→ Task to complete: The lines to be copied are those below that contain "availability".

Dataset entries
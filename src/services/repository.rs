use std::sync::Arc;

use chrono::{NaiveDate, Utc};

use crate::errors::AppError;
use crate::models::booking::LEGACY_DURATION_MINUTES;
use crate::models::{BookedInterval, BookingRequest, Lead, PersistedBooking, RemoteBookingRow};
use crate::services::cache::LocalCache;
use crate::services::remote::RemoteStore;

/// Merges the local cache and the optional remote store into one view of
/// the booked day. The local cache is the commit point for new bookings;
/// the remote store is written after it and never rolled back against it.
#[derive(Clone)]
pub struct BookingRepository {
    cache: Arc<dyn LocalCache>,
    remote: Option<Arc<dyn RemoteStore>>,
}

impl BookingRepository {
    pub fn new(cache: Arc<dyn LocalCache>, remote: Option<Arc<dyn RemoteStore>>) -> Self {
        Self { cache, remote }
    }

    /// Union of remote and local intervals for `date`. Bookings mirrored in
    /// both sources show up twice, which only makes availability stricter.
    pub async fn load_booked_intervals(
        &self,
        date: NaiveDate,
    ) -> Result<Vec<BookedInterval>, AppError> {
        let mut intervals = self.remote_intervals(date).await;

        let local = self.cache.load().map_err(|e| {
            tracing::error!(error = %e, "failed to load local bookings");
            AppError::Cache(e)
        })?;

        for booking in local.iter().filter(|b| b.date == date) {
            match booking.interval() {
                Ok(interval) => intervals.push(interval),
                Err(e) => {
                    tracing::warn!(id = %booking.id, error = %e, "skipping cached booking with bad time")
                }
            }
        }

        Ok(intervals)
    }

    async fn remote_intervals(&self, date: NaiveDate) -> Vec<BookedInterval> {
        let Some(remote) = &self.remote else {
            return Vec::new();
        };

        match remote.booked_times(date).await {
            Ok(rows) => rows
                .iter()
                .filter_map(|row| {
                    let duration = row.duration_minutes.unwrap_or(LEGACY_DURATION_MINUTES);
                    BookedInterval::from_time(&row.time, duration)
                        .map_err(|e| tracing::warn!(error = %e, "skipping remote row with bad time"))
                        .ok()
                })
                .collect(),
            Err(e) => {
                tracing::warn!(%date, error = %e, "remote store unavailable, using local bookings only");
                Vec::new()
            }
        }
    }

    /// Writes the booking to the local cache, then mirrors it remotely on a
    /// best-effort basis. Only a local failure is reported.
    pub async fn save_booking(
        &self,
        request: &BookingRequest,
        duration_minutes: u32,
    ) -> Result<PersistedBooking, AppError> {
        let date = request
            .date
            .ok_or_else(|| AppError::field("date", "date is required"))?;
        let time = request
            .time
            .clone()
            .ok_or_else(|| AppError::field("time", "time is required"))?;

        let booking = PersistedBooking {
            id: uuid::Uuid::new_v4().to_string(),
            name: request.name.trim().to_string(),
            email: request.email.trim().to_string(),
            phone: request.phone.trim().to_string(),
            date,
            time,
            is_home_service: request.is_home_service,
            address: request
                .address
                .as_ref()
                .map(|a| a.trim().to_string())
                .filter(|a| request.is_home_service && !a.is_empty()),
            duration_minutes: Some(duration_minutes),
            created_at: Utc::now(),
        };

        self.cache.append(&booking).map_err(|e| {
            tracing::error!(error = %e, "failed to write booking to local cache");
            AppError::Cache(e)
        })?;

        tracing::info!(id = %booking.id, date = %booking.date, time = %booking.time, "booking saved locally");

        self.mirror_remote(&booking).await;

        Ok(booking)
    }

    async fn mirror_remote(&self, booking: &PersistedBooking) {
        let Some(remote) = &self.remote else {
            return;
        };

        if let Err(e) = remote.upsert_lead(&Lead::from(booking)).await {
            tracing::warn!(id = %booking.id, error = %e, "failed to upsert lead remotely");
        }

        if let Err(e) = remote.insert_booking(&RemoteBookingRow::from(booking)).await {
            tracing::warn!(id = %booking.id, error = %e, "failed to insert booking remotely");
        }
    }

    /// First cached booking for the same client. Local cache only.
    pub fn find_existing_booking(
        &self,
        name: &str,
        phone: &str,
    ) -> Result<Option<PersistedBooking>, AppError> {
        if name.trim().is_empty() || phone.trim().is_empty() {
            return Ok(None);
        }

        let local = self.cache.load()?;
        Ok(local.into_iter().find(|b| b.matches_client(name, phone)))
    }

    pub fn find_by_id(&self, id: &str) -> Result<Option<PersistedBooking>, AppError> {
        let local = self.cache.load()?;
        Ok(local.into_iter().find(|b| b.id == id))
    }

    /// Removes the booking from the local cache. Remote rows are left in
    /// place and keep blocking their slot.
    pub fn delete_booking(&self, id: &str) -> Result<bool, AppError> {
        let removed = self.cache.remove(id)?;
        if removed {
            tracing::info!(id, "booking deleted from local cache");
        }
        Ok(removed)
    }
}

#[cfg(test)]
mod tests {
    use std::sync::Mutex;

    use async_trait::async_trait;

    use super::*;
    use crate::models::RemoteBookedTime;
    use crate::services::cache::MemoryCache;

    #[derive(Default)]
    struct FakeRemote {
        times: Vec<RemoteBookedTime>,
        fail: bool,
        leads: Mutex<Vec<Lead>>,
        rows: Mutex<Vec<RemoteBookingRow>>,
    }

    #[async_trait]
    impl RemoteStore for FakeRemote {
        async fn booked_times(&self, _date: NaiveDate) -> anyhow::Result<Vec<RemoteBookedTime>> {
            if self.fail {
                anyhow::bail!("connection refused");
            }
            Ok(self.times.clone())
        }

        async fn upsert_lead(&self, lead: &Lead) -> anyhow::Result<()> {
            if self.fail {
                anyhow::bail!("connection refused");
            }
            self.leads.lock().unwrap().push(lead.clone());
            Ok(())
        }

        async fn insert_booking(&self, row: &RemoteBookingRow) -> anyhow::Result<()> {
            if self.fail {
                anyhow::bail!("connection refused");
            }
            self.rows.lock().unwrap().push(row.clone());
            Ok(())
        }
    }

    fn date() -> NaiveDate {
        NaiveDate::from_ymd_opt(2025, 6, 16).unwrap()
    }

    fn request(name: &str, phone: &str, time: &str) -> BookingRequest {
        BookingRequest {
            name: name.to_string(),
            email: "maria@example.com".to_string(),
            phone: phone.to_string(),
            date: Some(date()),
            time: Some(time.to_string()),
            is_home_service: false,
            address: None,
        }
    }

    fn repo_with(remote: Option<Arc<FakeRemote>>) -> BookingRepository {
        let remote = remote.map(|r| r as Arc<dyn RemoteStore>);
        BookingRepository::new(Arc::new(MemoryCache::new()), remote)
    }

    #[tokio::test]
    async fn test_merges_remote_and_local_intervals() {
        let remote = FakeRemote {
            times: vec![
                RemoteBookedTime {
                    time: "09:00:00".to_string(),
                    duration_minutes: Some(90),
                },
                RemoteBookedTime {
                    time: "15:00".to_string(),
                    duration_minutes: None,
                },
            ],
            ..Default::default()
        };
        let repo = repo_with(Some(Arc::new(remote)));
        repo.save_booking(&request("Ana", "+56911111111", "12:00"), 45)
            .await
            .unwrap();

        let intervals = repo.load_booked_intervals(date()).await.unwrap();
        assert_eq!(
            intervals,
            vec![
                BookedInterval::new(540, 630),
                BookedInterval::new(900, 960),
                BookedInterval::new(720, 765),
            ]
        );
    }

    #[tokio::test]
    async fn test_oversized_remote_duration_blocks_rest_of_day() {
        let remote = FakeRemote {
            times: vec![RemoteBookedTime {
                time: "10:00".to_string(),
                duration_minutes: Some(u32::MAX),
            }],
            ..Default::default()
        };
        let repo = repo_with(Some(Arc::new(remote)));

        let intervals = repo.load_booked_intervals(date()).await.unwrap();
        assert_eq!(intervals, vec![BookedInterval::new(600, u32::MAX)]);

        let slots = crate::services::availability::compute_available_slots(&intervals, 60);
        assert_eq!(slots, vec!["09:00".to_string()]);
    }

    #[tokio::test]
    async fn test_local_bookings_on_other_dates_ignored() {
        let repo = repo_with(None);
        let mut other = request("Ana", "+56911111111", "10:00");
        other.date = NaiveDate::from_ymd_opt(2025, 6, 17);
        repo.save_booking(&other, 60).await.unwrap();

        assert!(repo.load_booked_intervals(date()).await.unwrap().is_empty());
    }

    #[tokio::test]
    async fn test_remote_failure_falls_back_to_local() {
        let remote = FakeRemote {
            fail: true,
            ..Default::default()
        };
        let repo = repo_with(Some(Arc::new(remote)));

        let saved = repo
            .save_booking(&request("Maria Perez", "+56912345678", "10:00"), 60)
            .await
            .unwrap();

        let found = repo
            .find_existing_booking("Maria Perez", "+56912345678")
            .unwrap();
        assert_eq!(found.map(|b| b.id), Some(saved.id));

        let intervals = repo.load_booked_intervals(date()).await.unwrap();
        assert_eq!(intervals, vec![BookedInterval::new(600, 660)]);
    }

    #[tokio::test]
    async fn test_save_mirrors_lead_and_row() {
        let remote = Arc::new(FakeRemote::default());
        let repo = repo_with(Some(remote.clone()));
        let mut req = request("Ana", "+56911111111", "10:00");
        req.is_home_service = true;
        req.address = Some("  Av. Providencia 123 ".to_string());

        let saved = repo.save_booking(&req, 90).await.unwrap();
        assert_eq!(saved.address.as_deref(), Some("Av. Providencia 123"));
        assert_eq!(saved.duration_minutes, Some(90));

        let leads = remote.leads.lock().unwrap();
        assert_eq!(leads.len(), 1);
        assert_eq!(leads[0].phone, "+56911111111");
        assert_eq!(leads[0].last_booking_date, date());

        let rows = remote.rows.lock().unwrap();
        assert_eq!(rows.len(), 1);
        assert!(rows[0].is_home_service);
        assert_eq!(rows[0].duration_minutes, 90);
    }

    #[tokio::test]
    async fn test_address_dropped_without_home_service() {
        let repo = repo_with(None);
        let mut req = request("Ana", "+56911111111", "10:00");
        req.address = Some("Somewhere 1".to_string());
        let saved = repo.save_booking(&req, 60).await.unwrap();
        assert_eq!(saved.address, None);
    }

    #[tokio::test]
    async fn test_find_existing_booking() {
        let repo = repo_with(None);
        let saved = repo
            .save_booking(&request("Maria Perez", "+569 1234 5678", "10:00"), 60)
            .await
            .unwrap();

        let found = repo
            .find_existing_booking("maria perez", "+56912345678")
            .unwrap();
        assert_eq!(found.map(|b| b.id), Some(saved.id));

        assert!(repo
            .find_existing_booking("Maria Perez", "+56999999999")
            .unwrap()
            .is_none());
        assert!(repo.find_existing_booking("", "+56912345678").unwrap().is_none());
    }

    #[tokio::test]
    async fn test_load_is_idempotent() {
        let repo = repo_with(None);
        repo.save_booking(&request("Ana", "+56911111111", "10:00"), 60)
            .await
            .unwrap();

        let first = repo.load_booked_intervals(date()).await.unwrap();
        let second = repo.load_booked_intervals(date()).await.unwrap();
        assert_eq!(first, second);
    }

    #[tokio::test]
    async fn test_delete_booking_is_local_only() {
        let remote = Arc::new(FakeRemote::default());
        let repo = repo_with(Some(remote.clone()));
        let saved = repo
            .save_booking(&request("Ana", "+56911111111", "10:00"), 60)
            .await
            .unwrap();

        assert!(repo.delete_booking(&saved.id).unwrap());
        assert!(!repo.delete_booking(&saved.id).unwrap());
        assert!(repo.find_by_id(&saved.id).unwrap().is_none());
        assert_eq!(remote.rows.lock().unwrap().len(), 1);
    }

    #[tokio::test]
    async fn test_save_requires_date_and_time() {
        let repo = repo_with(None);
        let mut req = request("Ana", "+56911111111", "10:00");
        req.time = None;
        assert!(matches!(
            repo.save_booking(&req, 60).await,
            Err(AppError::Validation(_))
        ));
    }
}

→ Task result:
    /// both sources show up twice, which only makes availability stricter.
        let slots = crate::services::availability::compute_available_slots(&intervals, 60);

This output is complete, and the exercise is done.